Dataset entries
BEGIN

//! Pure pricing formulas: shipping threshold, IVA backout, checkout
//! totals.

use crate::cart::Cart;
use crate::money::Money;
use serde::{Deserialize, Serialize};

/// Orders above this subtotal ship free.
pub const FREE_SHIPPING_THRESHOLD: Money = Money::new(50000);

/// Flat shipping fee below the threshold.
pub const FLAT_SHIPPING_FEE: Money = Money::new(5000);

/// IVA rate: 19%.
const IVA_RATE: f64 = 0.19;

/// Shipping fee for a given subtotal: free strictly above 50.000 CLP,
/// otherwise 5.000 CLP flat.
pub fn shipping_fee(subtotal: Money) -> Money {
    if subtotal > FREE_SHIPPING_THRESHOLD {
        Money::zero()
    } else {
        FLAT_SHIPPING_FEE
    }
}

/// Net/tax split of a tax-inclusive total.
#[derive(Debug, Clone, Copy, Serialize, Deserialize, PartialEq, Eq)]
pub struct TaxBreakdown {
    /// Net amount before IVA.
    pub net: Money,
    /// IVA portion.
    pub tax: Money,
}

/// Back the 19% IVA out of a tax-inclusive total.
///
/// `net` rounds to the nearest peso and `tax` absorbs the remainder, so
/// `net + tax` always reconstructs the input exactly.
pub fn tax_backout(total_inclusive: Money) -> TaxBreakdown {
    let net = Money::new((total_inclusive.amount() as f64 / (1.0 + IVA_RATE)).round() as i64);
    TaxBreakdown {
        net,
        tax: total_inclusive - net,
    }
}

/// The numeric outputs the receipt needs.
#[derive(Debug, Clone, Copy, Serialize, Deserialize, PartialEq, Eq)]
pub struct CheckoutTotals {
    /// Cart total before shipping.
    pub subtotal: Money,
    /// Shipping fee at the current threshold.
    pub shipping_fee: Money,
    /// Amount the customer is charged.
    pub total: Money,
}

impl CheckoutTotals {
    /// Compute the totals for a cart.
    pub fn for_cart(cart: &Cart) -> Self {
        let subtotal = cart.total();
        let fee = shipping_fee(subtotal);
        Self {
            subtotal,
            shipping_fee: fee,
            total: subtotal + fee,
        }
    }
}

#[cfg(test)]
mod tests {
    use super::*;

    #[test]
    fn test_shipping_threshold() {
        assert_eq!(shipping_fee(Money::new(0)), Money::new(5000));
        assert_eq!(shipping_fee(Money::new(50000)), Money::new(5000));
        assert_eq!(shipping_fee(Money::new(50001)), Money::zero());
        assert_eq!(shipping_fee(Money::new(120000)), Money::zero());
    }

    #[test]
    fn test_tax_backout_known_values() {
        let b = tax_backout(Money::new(11900));
        assert_eq!(b.net, Money::new(10000));
        assert_eq!(b.tax, Money::new(1900));

        let b = tax_backout(Money::new(119000));
        assert_eq!(b.net, Money::new(100000));
        assert_eq!(b.tax, Money::new(19000));
    }

    #[test]
    fn test_tax_backout_roundtrip_is_exact() {
        for total in [0, 1, 11900, 50000, 119000, 123457, 999999, 30000] {
            let total = Money::new(total);
            let b = tax_backout(total);
            assert_eq!(b.net + b.tax, total, "leakage for {}", total);
        }
    }

    #[test]
    fn test_checkout_totals() {
        use crate::catalog::Product;
        use crate::ids::ProductId;

        let mut cart = Cart::new();
        let mut product = Product {
            id: ProductId::new("p-1"),
            name: "Mouse".to_string(),
            price: Money::new(10000),
            category: String::new(),
            description: String::new(),
            images: vec![],
            offer: None,
        };
        cart.add(product.clone(), 2);
        product.id = ProductId::new("p-2");
        product.price = Money::new(5000);
        cart.add(product, 1);

        let totals = CheckoutTotals::for_cart(&cart);
        assert_eq!(totals.subtotal, Money::new(25000));
        assert_eq!(totals.shipping_fee, Money::new(5000));
        assert_eq!(totals.total, Money::new(30000));
    }
}
//! Chilean RUT validation.
//!
//! A RUT is a national tax/identity number of the form `12.345.678-5`:
//! a numeric body plus a modulo-11 check digit, where the check digit
//! may be `K`. Validation is a pure function of the input string; no
//! network call or lookup is involved.

/// Compute the expected check digit for a numeric RUT body.
///
/// Walks the body right-to-left with multipliers cycling 2..=7 and maps
/// the modulo-11 remainder: 11 -> '0', 10 -> 'K', otherwise the digit.
pub fn check_digit(body: &str) -> Option<char> {
    if body.is_empty() || !body.chars().all(|c| c.is_ascii_digit()) {
        return None;
    }

    let mut sum: u32 = 0;
    let mut multiplier = 2;
    for c in body.chars().rev() {
        let digit = c.to_digit(10)?;
        sum += digit * multiplier;
        multiplier = if multiplier == 7 { 2 } else { multiplier + 1 };
    }

    let expected = 11 - (sum % 11);
    Some(match expected {
        11 => '0',
        10 => 'K',
        d => char::from_digit(d, 10)?,
    })
}

/// Validate a raw RUT string, punctuation tolerated.
///
/// Accepts `12.345.678-5`, `12345678-5`, or `123456785`; the check
/// digit is case-insensitive.
pub fn is_valid_rut(raw: &str) -> bool {
    let mut chars: Vec<char> = raw.chars().filter(|c| *c != '.' && *c != '-').collect();

    if chars.len() < 2 {
        return false;
    }

    let dv = match chars.pop() {
        Some(c) => c.to_ascii_uppercase(),
        None => return false,
    };
    let body: String = chars.into_iter().collect();

    match check_digit(&body) {
        Some(expected) => dv == expected,
        None => false,
    }
}

/// Format a bare RUT body + check digit as `12.345.678-5`.
///
/// Returns the input unchanged when it is not a plausible RUT.
pub fn format_rut(raw: &str) -> String {
    let mut chars: Vec<char> = raw.chars().filter(|c| *c != '.' && *c != '-').collect();
    if chars.len() < 2 {
        return raw.to_string();
    }

    let dv = match chars.pop() {
        Some(c) => c.to_ascii_uppercase(),
        None => return raw.to_string(),
    };
    let digits = chars;
    if !digits.iter().all(|c| c.is_ascii_digit()) {
        return raw.to_string();
    }

    let mut grouped = String::with_capacity(digits.len() + digits.len() / 3);
    for (i, c) in digits.iter().enumerate() {
        if i > 0 && (digits.len() - i) % 3 == 0 {
            grouped.push('.');
        }
        grouped.push(*c);
    }

    format!("{}-{}", grouped, dv)
}
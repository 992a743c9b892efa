//! Key-value storage trait with automatic serialization.

use std::collections::HashMap;
use std::sync::{Mutex, PoisonError};

use serde::{de::DeserializeOwned, Serialize};

use crate::StorageError;

/// Key -> string persistence owned by one client session.
///
/// Implementations take `&self`; backends that mutate in place are
/// expected to use interior mutability, which keeps a single storage
/// instance shareable between the cart store and the checkout flow.
pub trait Storage {
    /// Read the raw string stored under `key`, if any.
    fn read(&self, key: &str) -> Result<Option<String>, StorageError>;

    /// Write `value` under `key`, overwriting any previous value.
    fn write(&self, key: &str, value: &str) -> Result<(), StorageError>;

    /// Remove the value stored under `key`. Removing a missing key is
    /// not an error.
    fn remove(&self, key: &str) -> Result<(), StorageError>;

    /// Check whether a value exists under `key`.
    fn contains(&self, key: &str) -> Result<bool, StorageError> {
        Ok(self.read(key)?.is_some())
    }
}

/// Typed JSON access on top of any [`Storage`].
pub trait StorageExt: Storage {
    /// Get a value from storage, deserialized from JSON.
    ///
    /// Returns `None` if the key doesn't exist.
    ///
    /// # Example
    ///
    /// ```rust,ignore
    /// let cart: Option<Cart> = storage.get_json("exd:cart")?;
    /// ```
    fn get_json<T: DeserializeOwned>(&self, key: &str) -> Result<Option<T>, StorageError> {
        match self.read(key)? {
            Some(raw) => {
                let value: T = serde_json::from_str(&raw)?;
                Ok(Some(value))
            }
            None => Ok(None),
        }
    }

    /// Set a value in storage, serialized as JSON.
    fn set_json<T: Serialize>(&self, key: &str, value: &T) -> Result<(), StorageError> {
        let raw = serde_json::to_string(value)?;
        self.write(key, &raw)
    }

    /// Get a value, then remove it.
    ///
    /// For payloads meant to be read exactly once, such as the last
    /// completed order snapshot.
    fn take_json<T: DeserializeOwned>(&self, key: &str) -> Result<Option<T>, StorageError> {
        let value = self.get_json(key)?;
        if value.is_some() {
            self.remove(key)?;
        }
        Ok(value)
    }
}

impl<S: Storage + ?Sized> StorageExt for S {}

impl<S: Storage + ?Sized> Storage for &S {
    fn read(&self, key: &str) -> Result<Option<String>, StorageError> {
        (**self).read(key)
    }

    fn write(&self, key: &str, value: &str) -> Result<(), StorageError> {
        (**self).write(key, value)
    }

    fn remove(&self, key: &str) -> Result<(), StorageError> {
        (**self).remove(key)
    }

    fn contains(&self, key: &str) -> Result<bool, StorageError> {
        (**self).contains(key)
    }
}

/// In-process storage backed by a `HashMap`.
///
/// The stand-in for browser localStorage in tests and headless runs.
#[derive(Debug, Default)]
pub struct MemoryStorage {
    entries: Mutex<HashMap<String, String>>,
}

impl MemoryStorage {
    /// Create an empty store.
    pub fn new() -> Self {
        Self::default()
    }

    /// Create a store pre-seeded with raw entries.
    pub fn with_entries(entries: impl IntoIterator<Item = (String, String)>) -> Self {
        Self {
            entries: Mutex::new(entries.into_iter().collect()),
        }
    }

    /// Number of stored keys.
    pub fn len(&self) -> usize {
        self.lock().len()
    }

    /// Whether the store holds no keys.
    pub fn is_empty(&self) -> bool {
        self.lock().is_empty()
    }

    fn lock(&self) -> std::sync::MutexGuard<'_, HashMap<String, String>> {
        self.entries.lock().unwrap_or_else(PoisonError::into_inner)
    }
}

impl Storage for MemoryStorage {
    fn read(&self, key: &str) -> Result<Option<String>, StorageError> {
        Ok(self.lock().get(key).cloned())
    }

    fn write(&self, key: &str, value: &str) -> Result<(), StorageError> {
        self.lock().insert(key.to_string(), value.to_string());
        Ok(())
    }

    fn remove(&self, key: &str) -> Result<(), StorageError> {
        self.lock().remove(key);
        Ok(())
    }

    fn contains(&self, key: &str) -> Result<bool, StorageError> {
        Ok(self.lock().contains_key(key))
    }
}
//! JWKS (JSON Web Key Set) fetching and caching.
//!
//! This module handles fetching the identity provider's public signing keys
//! and caching them so that token verification does not hit the network on
//! every request.

use std::collections::HashMap;
use std::time::{Duration, Instant};

use jsonwebtoken::DecodingKey;
use parking_lot::RwLock;
use serde::Deserialize;
use tokio::sync::Mutex;

use crate::error::{AuthError, Result};
use crate::AuthConfig;

/// JWKS response from the identity provider.
#[derive(Debug, Deserialize)]
pub struct JwksResponse {
    /// The list of keys.
    pub keys: Vec<JwkKey>,
}

/// A single JWK (JSON Web Key).
#[derive(Debug, Deserialize)]
pub struct JwkKey {
    /// Key type; only "RSA" keys are used.
    pub kty: String,
    /// Key ID.
    pub kid: Option<String>,
    /// Key use (e.g., "sig").
    #[serde(rename = "use")]
    pub key_use: Option<String>,
    /// Algorithm (e.g., `RS256`).
    pub alg: Option<String>,
    /// RSA modulus (base64url encoded).
    pub n: Option<String>,
    /// RSA public exponent (base64url encoded).
    pub e: Option<String>,
}

/// Cached JWKS keys with fetch time.
struct CachedKeys {
    keys: HashMap<String, DecodingKey>,
    fetched_at: Instant,
    /// Last fetch attempt, successful or not.
    attempted_at: Option<Instant>,
}

impl Default for CachedKeys {
    fn default() -> Self {
        Self {
            keys: HashMap::new(),
            // Far past so the first lookup triggers a fetch
            fetched_at: Instant::now()
                .checked_sub(Duration::from_secs(24 * 3600))
                .unwrap_or_else(Instant::now),
            attempted_at: None,
        }
    }
}

/// JWKS key provider that fetches and caches keys.
pub struct JwksProvider {
    config: AuthConfig,
    client: reqwest::Client,
    cache: RwLock<CachedKeys>,
    refresh: Mutex<()>,
}

impl JwksProvider {
    /// Create a new JWKS provider with the given configuration.
    ///
    /// # Panics
    ///
    /// Panics if the HTTP client cannot be created (should never happen with default TLS).
    #[must_use]
    pub fn new(config: AuthConfig) -> Self {
        let client = reqwest::Client::builder()
            .timeout(Duration::from_secs(10))
            .build()
            .expect("failed to create HTTP client");

        Self {
            config,
            client,
            cache: RwLock::new(CachedKeys::default()),
            refresh: Mutex::new(()),
        }
    }

    /// Get a decoding key by key ID, fetching from JWKS if necessary.
    ///
    /// An unknown key ID triggers a refetch, so key rotation on the
    /// provider side is picked up without waiting for the refresh interval.
    /// Refetches are serialized and at most one happens per
    /// `jwks_min_refetch_seconds`; lookups inside that window are answered
    /// from the cache.
    ///
    /// # Errors
    ///
    /// Returns an error if the key is not found or JWKS fetch fails.
    pub async fn get_key(&self, kid: &str) -> Result<DecodingKey> {
        let refresh_interval = Duration::from_secs(self.config.jwks_refresh_seconds);
        {
            let cache = self.cache.read();
            if cache.fetched_at.elapsed() < refresh_interval {
                if let Some(key) = cache.keys.get(kid) {
                    return Ok(key.clone());
                }
            }
        }

        let _refreshing = self.refresh.lock().await;

        let min_refetch = Duration::from_secs(self.config.jwks_min_refetch_seconds);
        let recently_attempted = self
            .cache
            .read()
            .attempted_at
            .is_some_and(|at| at.elapsed() < min_refetch);

        if recently_attempted {
            tracing::debug!(kid = %kid, "JWKS refetch suppressed by cooldown");
        } else {
            self.refresh_keys().await?;
        }

        self.cache
            .read()
            .keys
            .get(kid)
            .cloned()
            .ok_or_else(|| AuthError::KeyNotFound(kid.to_string()))
    }

    /// Number of keys currently cached.
    #[must_use]
    pub fn cached_key_count(&self) -> usize {
        self.cache.read().keys.len()
    }

    /// Refresh the JWKS cache by fetching from the provider.
    async fn refresh_keys(&self) -> Result<()> {
        let jwks_url = &self.config.jwks_url;
        tracing::debug!(url = %jwks_url, "Fetching JWKS");
        self.cache.write().attempted_at = Some(Instant::now());

        let response = self
            .client
            .get(jwks_url)
            .send()
            .await
            .map_err(|e| AuthError::JwksFetchFailed(e.to_string()))?;

        if !response.status().is_success() {
            return Err(AuthError::JwksFetchFailed(format!(
                "JWKS endpoint returned {}",
                response.status()
            )));
        }

        let jwks: JwksResponse = response
            .json()
            .await
            .map_err(|e| AuthError::JwksFetchFailed(e.to_string()))?;

        let mut new_keys = HashMap::new();

        for key in jwks.keys {
            if let Some(kid) = &key.kid {
                if let Some(decoding_key) = Self::parse_key(&key)? {
                    new_keys.insert(kid.clone(), decoding_key);
                }
            }
        }

        tracing::debug!(count = new_keys.len(), "Cached JWKS keys");

        let mut cache = self.cache.write();
        cache.keys = new_keys;
        cache.fetched_at = Instant::now();

        Ok(())
    }

    /// Parse a JWK into a `DecodingKey`.
    fn parse_key(key: &JwkKey) -> Result<Option<DecodingKey>> {
        match key.kty.as_str() {
            "RSA" => {
                let (Some(n), Some(e)) = (key.n.as_deref(), key.e.as_deref()) else {
                    return Err(AuthError::InvalidToken(
                        "RSA key missing n or e parameter".to_string(),
                    ));
                };

                DecodingKey::from_rsa_components(n, e)
                    .map(Some)
                    .map_err(|e| AuthError::InvalidToken(format!("invalid RSA key: {e}")))
            }
            other => {
                tracing::warn!(kty = other, "Unknown key type");
                Ok(None)
            }
        }
    }
}
//! Core identifier types for hotelhub.
//!
//! This module provides strongly-typed identifiers for request correlation
//! and for the subjects named by identity-provider tokens.

use serde::{Deserialize, Serialize};
use std::fmt;
use std::str::FromStr;

/// A request correlation ID (UUID v4).
///
/// Attached to every response as `X-Request-ID` and propagated to the
/// backing services.
#[derive(Clone, Copy, PartialEq, Eq, Hash, Serialize, Deserialize)]
#[serde(try_from = "String", into = "String")]
pub struct RequestId(uuid::Uuid);

impl RequestId {
    /// Create a new `RequestId` from a UUID.
    #[must_use]
    pub const fn from_uuid(uuid: uuid::Uuid) -> Self {
        Self(uuid)
    }

    /// Generate a new random `RequestId`.
    #[must_use]
    pub fn generate() -> Self {
        Self(uuid::Uuid::new_v4())
    }

    /// Return the underlying UUID.
    #[must_use]
    pub const fn as_uuid(&self) -> &uuid::Uuid {
        &self.0
    }
}

impl FromStr for RequestId {
    type Err = IdError;

    /// Parse a `RequestId` from a UUID string.
    fn from_str(s: &str) -> Result<Self, Self::Err> {
        let uuid = uuid::Uuid::parse_str(s).map_err(|_| IdError::InvalidUuid)?;
        Ok(Self(uuid))
    }
}

impl fmt::Debug for RequestId {
    fn fmt(&self, f: &mut fmt::Formatter<'_>) -> fmt::Result {
        write!(f, "RequestId({})", self.0)
    }
}

impl fmt::Display for RequestId {
    fn fmt(&self, f: &mut fmt::Formatter<'_>) -> fmt::Result {
        write!(f, "{}", self.0)
    }
}

impl TryFrom<String> for RequestId {
    type Error = IdError;

    fn try_from(value: String) -> Result<Self, Self::Error> {
        Self::from_str(&value)
    }
}

impl From<RequestId> for String {
    fn from(id: RequestId) -> Self {
        id.to_string()
    }
}

/// The subject of a verified credential (the identity provider's `sub`/`uid`).
///
/// Identity providers issue opaque subject strings, so the only invariant
/// enforced here is that the value is not empty.
#[derive(Clone, PartialEq, Eq, Hash, Serialize, Deserialize)]
#[serde(try_from = "String", into = "String")]
pub struct SubjectId(String);

impl SubjectId {
    /// Create a `SubjectId`, rejecting empty or whitespace-only values.
    ///
    /// # Errors
    ///
    /// Returns `IdError::Empty` if the value is blank.
    pub fn new(value: impl Into<String>) -> Result<Self, IdError> {
        let value = value.into();
        if value.trim().is_empty() {
            return Err(IdError::Empty);
        }
        Ok(Self(value))
    }

    /// Return the subject as a string slice.
    #[must_use]
    pub fn as_str(&self) -> &str {
        &self.0
    }
}

impl FromStr for SubjectId {
    type Err = IdError;

    fn from_str(s: &str) -> Result<Self, Self::Err> {
        Self::new(s)
    }
}

impl fmt::Debug for SubjectId {
    fn fmt(&self, f: &mut fmt::Formatter<'_>) -> fmt::Result {
        write!(f, "SubjectId({})", self.0)
    }
}

impl fmt::Display for SubjectId {
    fn fmt(&self, f: &mut fmt::Formatter<'_>) -> fmt::Result {
        f.write_str(&self.0)
    }
}

impl TryFrom<String> for SubjectId {
    type Error = IdError;

    fn try_from(value: String) -> Result<Self, Self::Error> {
        Self::new(value)
    }
}

impl From<SubjectId> for String {
    fn from(id: SubjectId) -> Self {
        id.0
    }
}

impl AsRef<str> for SubjectId {
    fn as_ref(&self) -> &str {
        &self.0
    }
}

/// Errors that can occur when parsing identifiers.
#[derive(Debug, Clone, PartialEq, Eq, thiserror::Error)]
pub enum IdError {
    /// The input is not a valid UUID.
    #[error("invalid UUID format")]
    InvalidUuid,

    /// The input is empty.
    #[error("identifier must not be empty")]
    Empty,
}

#[cfg(test)]
mod tests {
    use super::*;

    #[test]
    fn request_id_roundtrip() {
        let id = RequestId::generate();
        let str_repr = id.to_string();
        let parsed = RequestId::from_str(&str_repr).unwrap();
        assert_eq!(id, parsed);
    }

    #[test]
    fn request_id_unique() {
        assert_ne!(RequestId::generate(), RequestId::generate());
    }

    #[test]
    fn request_id_rejects_garbage() {
        let result = RequestId::from_str("not-a-uuid");
        assert!(matches!(result, Err(IdError::InvalidUuid)));
    }

    #[test]
    fn request_id_serde_json() {
        let id = RequestId::generate();
        let json = serde_json::to_string(&id).unwrap();
        let parsed: RequestId = serde_json::from_str(&json).unwrap();
        assert_eq!(id, parsed);
    }

    #[test]
    fn subject_id_rejects_blank() {
        assert!(matches!(SubjectId::new(""), Err(IdError::Empty)));
        assert!(matches!(SubjectId::new("   "), Err(IdError::Empty)));
    }

    #[test]
    fn subject_id_display() {
        let id = SubjectId::new("uid-123").unwrap();
        assert_eq!(id.to_string(), "uid-123");
        assert_eq!(format!("{id:?}"), "SubjectId(uid-123)");
    }

    #[test]
    fn subject_id_deserialize_rejects_empty() {
        let result: Result<SubjectId, _> = serde_json::from_str("\"\"");
        assert!(result.is_err());
    }
}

END

INSTRUCTIONS FOR THE TASK
Restate the records above verbatim up to and including the line containing "split of a tax-inclusive total.".

YOUR RESPONSE
//! Pure pricing formulas: shipping threshold, IVA backout, checkout
//! totals.

use crate::cart::Cart;
use crate::money::Money;
use serde::{Deserialize, Serialize};

/// Orders above this subtotal ship free.
pub const FREE_SHIPPING_THRESHOLD: Money = Money::new(50000);

/// Flat shipping fee below the threshold.
pub const FLAT_SHIPPING_FEE: Money = Money::new(5000);

/// IVA rate: 19%.
const IVA_RATE: f64 = 0.19;

/// Shipping fee for a given subtotal: free strictly above 50.000 CLP,
/// otherwise 5.000 CLP flat.
pub fn shipping_fee(subtotal: Money) -> Money {
    if subtotal > FREE_SHIPPING_THRESHOLD {
        Money::zero()
    } else {
        FLAT_SHIPPING_FEE
    }
}

/// Net/tax split of a tax-inclusive total.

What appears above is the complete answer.